Farà parte del governo anche la Lega di Salvini, l’uomo del Papeete e dei «pieni poteri»? A Matteo Renzi non importa più. Come non gli importa del Mes, del reddito di cittadinanza, del ponte sullo stretto e di tutti gli altri temi che per settimane ha scagliato contro la maggioranza di cui faceva parte. Fino all’imbarazzante tarantella del tavolo sul programma allestito da Roberto Fico, dove a ogni istante da Iv usciva un pretesto in più per affossare Giuseppe Conte.

Ieri, accompagnato da Maria Elena Boschi e Teresa Bellanova (silenti), il rottamatore è stato consultato da Mario Draghi, e all’uscita si è rivolto ai cronisti: «Se ciascuno di voi riflette sul fatto che i 209 miliardi saranno spesi da Draghi si sente meglio pensando al proprio futuro». Per essere ancora più chiaro ha abbassato la mascherina per mostrare il sorriso di chi ha fatto il colpaccio. «Solo per farvi capire come sto…».

E i contenuti? «Gli manderemo del materiale, le nostre battaglie storiche su vaccini, investimenti e scuola sono sul suo tavolo». «Lo sosterremo indipendentemente dal governo che vorrà fare». Come Totò: a prescindere. «Siamo a sua disposizione, e auspichiamo che tutti i partiti facciano lo stesso. Chi pone veti dice no all’appello del presidente Mattarella». E i veti dell’altro ieri su Bonafede, Azzolina, Arcuri? Puff, spariti. «Io sono rilassato, ci vediamo nel 2023», scherza con i cronisti. «Draghi è una polizza assicurativa per i nostri figli, nessuno può negarlo. Chi meglio di lui può gestire il Recovery?».

Di colpo la politica scompare nel discorso dell’ex premier. La presenza dei sovranisti nella eventuale maggioranza? «Non mi permetto di giudicare il comportamento degli altri partiti, ognuno risponde alla sua coscienza e al Paese». Dopo aver aperto la crisi in piena pandemia, e dopo aver palesemente sabotato l’esplorazione di Fico voluta dal Capo dello Stato, si permette di «ringraziare chi ha avuto la forza di opporsi alla narrazione a senso unico che vedeva in Italia Viva la pericolosa responsabile dell’apertura della crisi».

E di lanciare, dopo aver tenuto un paese in ostaggio per settimane, addirittura un «messaggio per le giovani generazioni che si affacciano alla politica: “Non seguite i sondaggi, abbiate il coraggio di combattere per le vostre idee”».

Zingaretti, consultato nel pomeriggio, ricorda invece perchè si è arrivati al super tecnico: dopo «una crisi improvvisa e ingiustificata» che ha buttato il paese «nell’incertezza». Da questa premessa deriva «la piena disponibilità del Pd a concorrere al successo» di Draghi. Il leader Pd cita Ciampi («L’Italia ce la farà») con la speranza che il nuovo governo somigli a quello del 1993 e non a quello di Monti.

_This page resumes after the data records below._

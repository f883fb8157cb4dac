use crate::link::INVALID_LINK_ALERT;
use crate::playback_state::PlaybackState;
use crate::server::rest_api::LinkRequest;
use crate::server::rest_api::error::ApiErrorResponse;
use crate::server_tests::{start_test_server, status, submit_link};
use reqwest::StatusCode;

#[tokio::test]
async fn should_accept_valid_link() {
	let (client, _time_source) = start_test_server().await;

	let response = submit_link(&client, "  https://www.youtube.com/watch?v=dQw4w9WgXcQ&t=42  ").await;
	assert_eq!("dQw4w9WgXcQ", response.video_id.as_str());

	let status = status(&client).await;
	assert_eq!(Some(response.video_id), status.video_id);
	assert_eq!(Some(response.session_id), status.session_id);
	assert_eq!(PlaybackState::Stopped, status.playback_state);
	assert_eq!("00:00 / 00:00", status.display);
}

#[tokio::test]
async fn should_reject_invalid_links_with_alert() {
	let (client, _time_source) = start_test_server().await;

	for link in ["", "not a link", "https://youtu.be/dQw4w9WgXcQ", "https://youtube.com/watch?v="] {
		let response = client
			.post("/api/link")
			.json(&LinkRequest { link: link.to_string() })
			.send()
			.await
			.expect("Request failed.");
		assert_eq!(StatusCode::UNPROCESSABLE_ENTITY, response.status(), "link: '{link}'");

		let error = response
			.json::<ApiErrorResponse>()
			.await
			.expect("Failed to parse error response");
		assert_eq!(
			ApiErrorResponse {
				r#type: "invalid_link".to_string(),
				status: 422,
				message: INVALID_LINK_ALERT.to_string(),
			},
			error
		);
	}

	assert_eq!(None, status(&client).await.video_id);
}

#[tokio::test]
async fn invalid_link_should_keep_the_previous_video() {
	let (client, _time_source) = start_test_server().await;
	let loaded = submit_link(&client, "https://youtu.be/watch?v=abc123").await;

	let response = client
		.post("/api/link")
		.json(&LinkRequest {
			link: "https://youtu.be/abc123".to_string(),
		})
		.send()
		.await
		.expect("Request failed.");
	assert_eq!(StatusCode::UNPROCESSABLE_ENTITY, response.status());

	let status = status(&client).await;
	assert_eq!(Some(loaded.video_id), status.video_id);
	assert_eq!(Some(loaded.session_id), status.session_id);
}

#[tokio::test]
async fn play_and_pause_without_video_should_be_accepted() {
	let (client, _time_source) = start_test_server().await;

	for path in ["/api/play", "/api/pause"] {
		let response = client.post(path).send().await.expect("Request failed.");
		assert_eq!(StatusCode::NO_CONTENT, response.status());
	}
	assert_eq!(PlaybackState::Stopped, status(&client).await.playback_state);
}

#[tokio::test]
async fn should_report_empty_status_initially() {
	let (client, _time_source) = start_test_server().await;

	let response = client.get("/api/status").send().await.expect("Request failed.");
	assert_eq!(StatusCode::OK, response.status());
	let status = response.json::<crate::player::PlayerStatus>().await.expect("Failed to parse status");

	assert_eq!(None, status.video_id);
	assert_eq!(None, status.session_id);
	assert_eq!("00:00 / 00:00", status.display);
}

#[tokio::test]
async fn should_accept_link_without_scheme() {
	let (client, _time_source) = start_test_server().await;

	let response = submit_link(&client, "www.youtube.com/watch?v=dQw4w9WgXcQ").await;

	assert_eq!("dQw4w9WgXcQ", response.video_id.as_str());
	assert_eq!(Some(response.video_id), status(&client).await.video_id);
}
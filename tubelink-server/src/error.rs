use crate::configuration::ConfigurationError;
use thiserror::Error;

#[derive(Error, Debug)]
pub enum TubelinkError {
	#[error("Failed to load configuration: {0}")]
	Configuration(#[from] ConfigurationError),
	#[error("IO error while serving requests: {0}")]
	Server(#[from] std::io::Error),
}
use crate::bridge::session_id::BridgeSessionId;
use crate::bridge::websocket::WebSocketEmbeddedContent;
use crate::console::run_console;
use crate::context::ApplicationContext;
use crate::document::{PlayerDocument, WaitingDocument};
use crate::lifecycle::{PlayerHandle, spawn_player};
use crate::utils::aborting_join_handle::AbortingJoinHandle;
use axum::Router;
use axum::extract::{FromRef, Path, State, WebSocketUpgrade};
use axum::response::{Html, Response};
use axum::routing::get;
use futures_util::StreamExt;
use std::sync::Arc;
use tracing::info;

pub mod rest_api;

const MAX_MESSAGE_SIZE: usize = 10 * 1024;

#[derive(Clone, FromRef)]
pub struct ServerState {
	pub application_context: ApplicationContext,
	pub embedded_content: Arc<WebSocketEmbeddedContent>,
	pub player: PlayerHandle,
	#[from_ref(skip)]
	_player_task: Arc<AbortingJoinHandle<()>>,
}

impl ServerState {
	pub fn new(application_context: ApplicationContext) -> Self {
		let embedded_content = Arc::new(WebSocketEmbeddedContent::default());
		let (player, player_task) = spawn_player(&application_context, embedded_content.clone());

		Self {
			application_context,
			embedded_content,
			player,
			_player_task: Arc::new(player_task),
		}
	}
}

pub async fn run_server(application_context: ApplicationContext, with_console: bool) -> Result<(), std::io::Error> {
	let address = application_context.configuration.address;
	let state = ServerState::new(application_context);
	let console_player = with_console.then(|| state.player.clone());

	info!("Open 'http://{}/player' in a browser to show the video.", address);
	let server = axum_server::bind(address).serve(create_router(state).into_make_service());
	match console_player {
		Some(player) => tokio::select! {
			result = server => result,
			result = run_console(player) => result,
		},
		None => server.await,
	}
}

pub fn create_router(state: ServerState) -> Router {
	Router::new()
		.route("/", get(player_page))
		.route("/player", get(player_page))
		.route("/bridge/{session_id}", get(bridge))
		.nest("/api", rest_api::rest_api())
		.with_state(state)
}

async fn player_page(
	State(application_context): State<ApplicationContext>,
	State(embedded_content): State<Arc<WebSocketEmbeddedContent>>,
) -> Html<String> {
	let Some((session_id, video_reference)) = embedded_content.loaded_content() else {
		return Html(WaitingDocument.render());
	};

	let configuration = &application_context.configuration;
	Html(
		PlayerDocument {
			video_reference: &video_reference,
			session_id,
			width: configuration.player_width,
			height: configuration.player_height,
		}
		.render(),
	)
}

async fn bridge(
	State(embedded_content): State<Arc<WebSocketEmbeddedContent>>,
	Path(session_id): Path<BridgeSessionId>,
	upgrade: WebSocketUpgrade,
) -> Response {
	upgrade
		.max_message_size(MAX_MESSAGE_SIZE)
		.max_frame_size(MAX_MESSAGE_SIZE)
		.on_upgrade(move |websocket| async move {
			let (page_sink, page_stream) = websocket.split();
			embedded_content
				.run_page_connection(session_id, page_sink, page_stream)
				.await;
		})
}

Ed elenca i temi chiave: fisco progressivo (e non flat tax) , ancoraggio all’Europa, no all’austerità. Fa di tutto per far capire che con la Lega dentro non si andrebbe lontano, cosa che poco prima la delegazione di Leu aveva detto in modo più esplicito direttamente a Draghi: «Senza un minimo di omogeneità programmatica qualsiasi governo rischia di avere vita breve», ha detto Federico Fornaro.

E Loredana de Petris, con la solita franchezza: «C’è una incompatibilità con forze come la Lega, solo con una base forte formata da Pd, M5S e Leu il governo può avere il respiro per arrivare a fine legislatura». «Con tutti dentro si dura poco, con una scelta della maggioranza più netta si può arrivare al 2023», ha detto De Petris al nuovo premier: «Sta a lei scegliere». (l’ex presidente Bce ha preso nota senza commentare).

Zingaretti è stato più soft: nessun veto su altri partiti. «L’Italia è stata protagonista della costruzione della nuova Europa, evitando il danno intollerabile e irreparabile che il nazionalismo avrebbe arrecato», ha ricordato. «Invieremo le nostre proposte per un programma di governo forte, di lunga durata», ha aggiunto, a sottolineare la convergenza di vedute con la sinistra di Leu.

L’obiettivo del Nazareno quindi è «aiutare Draghi a costruire un maggioranza stabile, compatta e credibile». «Non siamo nelle condizioni di porre veti su nessuno, non è un governo politico», confessa Delrio. Semmai si tratta di una preghiera. Con una consolazione: «Draghi è la migliore garanzia di europeismo».